A PCR significantly above 1.0 indicated that more put options were outstanding than call options, suggesting that participants had positioned heavily on the downside. In a contrarian interpretation commonly used by Indian options traders, an extremely high PCR — readings above 1.4 or 1.5 — signalled that bearish sentiment had become crowded. Historically, such extremes occurred near market bottoms, as the last wave of bearish participants had already bought protection. With little incremental selling pressure left to be expressed through puts, the market was potentially positioned for a bounce.
Conversely, a PCR below 0.7-0.8 indicated that call options significantly outnumbered puts, suggesting broad bullish positioning. Contrarian interpretation associated this with complacency — the market had rallied to a point where most participants were positioned for further gains with limited hedging. Such readings occasionally preceded sharp corrections when the bullish consensus was disappointed.
Historical analysis of Indian markets between 2015 and 2023 showed that PCR extremes had moderate predictive power as a sentiment timing tool, but were far from infallible. The ratio worked better as a 'crowd positioning' indicator than as a standalone signal.
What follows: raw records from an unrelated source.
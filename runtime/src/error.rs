//! Error types for task construction and dispatch.

use snafu::Snafu;

use crate::args_format::Direction;
use crate::task::TaskState;

/// Result type for runtime operations.
pub type Result<T, E = Error> = std::result::Result<T, E>;

/// Error type returned by external collaborators (tiling service, hidden
/// handle callbacks).
pub type ServiceError = Box<dyn std::error::Error + Send + Sync>;

/// Errors that can occur while building or dispatching a task.
#[derive(Debug, Snafu)]
#[snafu(visibility(pub))]
pub enum Error {
    // ========================================================================
    // Argument format
    // ========================================================================
    /// Brace token the parser does not recognise.
    #[snafu(display("unknown argument token '{{{token}}}' at byte {position}"))]
    FormatUnknownToken { token: String, position: usize },

    /// Opening brace without a closing one.
    #[snafu(display("unterminated '{{' at byte {position}"))]
    FormatUnterminated { position: usize },

    /// Text outside a brace token.
    #[snafu(display("unexpected character '{found}' at byte {position}, expected '{{'"))]
    FormatUnexpectedChar { found: char, position: usize },

    /// Direct IR index past the operator's arity.
    #[snafu(display("{direction} index {index} out of range for arity {arity}"))]
    FormatIndexOutOfRange { direction: Direction, index: usize, arity: usize },

    /// Dynamic IR tensor addressed by a direct index.
    #[snafu(display("{direction}{index} is dynamic and can only be addressed with '*'"))]
    FormatDynamicDirect { direction: Direction, index: usize },

    /// Token that may appear only once, repeated.
    #[snafu(display("duplicate '{{{token}}}' in argument format"))]
    FormatDuplicate { token: String },

    /// Direct or instance token for a direction already taken by a wildcard.
    #[snafu(display("{direction} tensors are already claimed by '{{{direction}*}}'"))]
    FormatConflict { direction: Direction },

    /// Instance index past the flattened instance count.
    #[snafu(display("{direction} instance {index} out of range for {count} instances"))]
    FormatInstanceOutOfRange { direction: Direction, index: usize, count: usize },

    // ========================================================================
    // Address resolution
    // ========================================================================
    /// Instance with no binding in the task addresses.
    #[snafu(display("{direction} instance {index} has no bound address"))]
    ResolveMissingTensor { direction: Direction, index: usize },

    /// Required instance bound to a null pointer.
    #[snafu(display("required {direction} instance {index} is bound to a null address"))]
    ResolveNullTensor { direction: Direction, index: usize },

    /// Workspace, event or other indexed binding that does not exist.
    #[snafu(display("{what} index {index} out of range ({len} available)"))]
    ResolveIndexOutOfRange { what: &'static str, index: usize, len: usize },

    /// Binding count disagrees with the operator's instance count.
    #[snafu(display("{direction} bindings: expected {expected} instances, got {actual}"))]
    ResolveInstanceRange { direction: Direction, expected: usize, actual: usize },

    /// Hidden input callback returned no handle for the index.
    #[snafu(display("no '{kind}' handle at index {index}"))]
    ResolveMissingHandle { kind: String, index: usize },

    /// Hidden input callback failed.
    #[snafu(display("hidden input callback failed for '{kind}'"))]
    ResolveHiddenInput { kind: String, source: ServiceError },

    /// Host-resident input bound or sized incorrectly.
    #[snafu(display("input instance {index}: {reason}"))]
    ResolveHostInput { index: usize, reason: String },

    /// Tiling token on an operator without tiling.
    #[snafu(display("operator '{op}' has no tiling data for '{{{token}}}'"))]
    ResolveMissingTiling { op: String, token: String },

    // ========================================================================
    // Capacity
    // ========================================================================
    /// Size or offset arithmetic overflowed.
    #[snafu(display("arithmetic overflow computing {what}"))]
    CapacityOverflow { what: &'static str },

    /// Buffer or host input larger than the configured limit.
    #[snafu(display("{what} of {size} bytes exceeds limit of {limit} bytes"))]
    CapacityExceeded { what: &'static str, size: usize, limit: usize },

    /// Write past the end of the argument arena.
    #[snafu(display("write of {len} bytes at offset {offset} exceeds argument buffer of {capacity} bytes"))]
    CapacityOutOfBounds { offset: usize, len: usize, capacity: usize },

    // ========================================================================
    // Tiling
    // ========================================================================
    /// Tiling service returned an error.
    #[snafu(display("tiling failed for operator '{op}'"))]
    TilingFailed { op: String, source: ServiceError },

    /// Tiling payload larger than the operator's declared maximum.
    #[snafu(display("tiling data of operator '{op}' is {size} bytes, declared maximum is {max}"))]
    TilingTooLarge { op: String, size: usize, max: usize },

    // ========================================================================
    // Kernels and device
    // ========================================================================
    /// No binary for the kernel key.
    #[snafu(display("no kernel binary registered under '{key}'"))]
    KernelNotFound { key: String },

    /// Atomic clear requested without a clear kernel.
    #[snafu(display("operator '{op}' needs atomic clear but declares no clear kernel"))]
    MissingAtomicKernel { op: String },

    /// Kernel variant not allowed in this launch context.
    #[snafu(display("operator '{op}' cannot run as {context}"))]
    UnsupportedKernel { op: String, context: &'static str },

    /// Driver call failed.
    #[snafu(display("device error: {source}"))]
    Device { source: tessel_device::Error },

    // ========================================================================
    // Task state machine
    // ========================================================================
    /// Task operation out of order.
    #[snafu(display("invalid task transition {from} -> {to}"))]
    InvalidTransition { from: TaskState, to: TaskState },

    /// Task already failed; no further operations.
    #[snafu(display("task for operator '{op}' has failed"))]
    TaskFailed { op: String },
}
It was most useful when combined with other indicators: an extremely high PCR accompanied by oversold technical readings and low India VIX was historically a stronger reversal setup than a high PCR in isolation during a continued volatile sell-off.
Strikes-wise PCR analysis was also practised, examining the put-call open interest distribution across specific strikes to identify where large option writers had positioned, which served as informal support and resistance reference levels.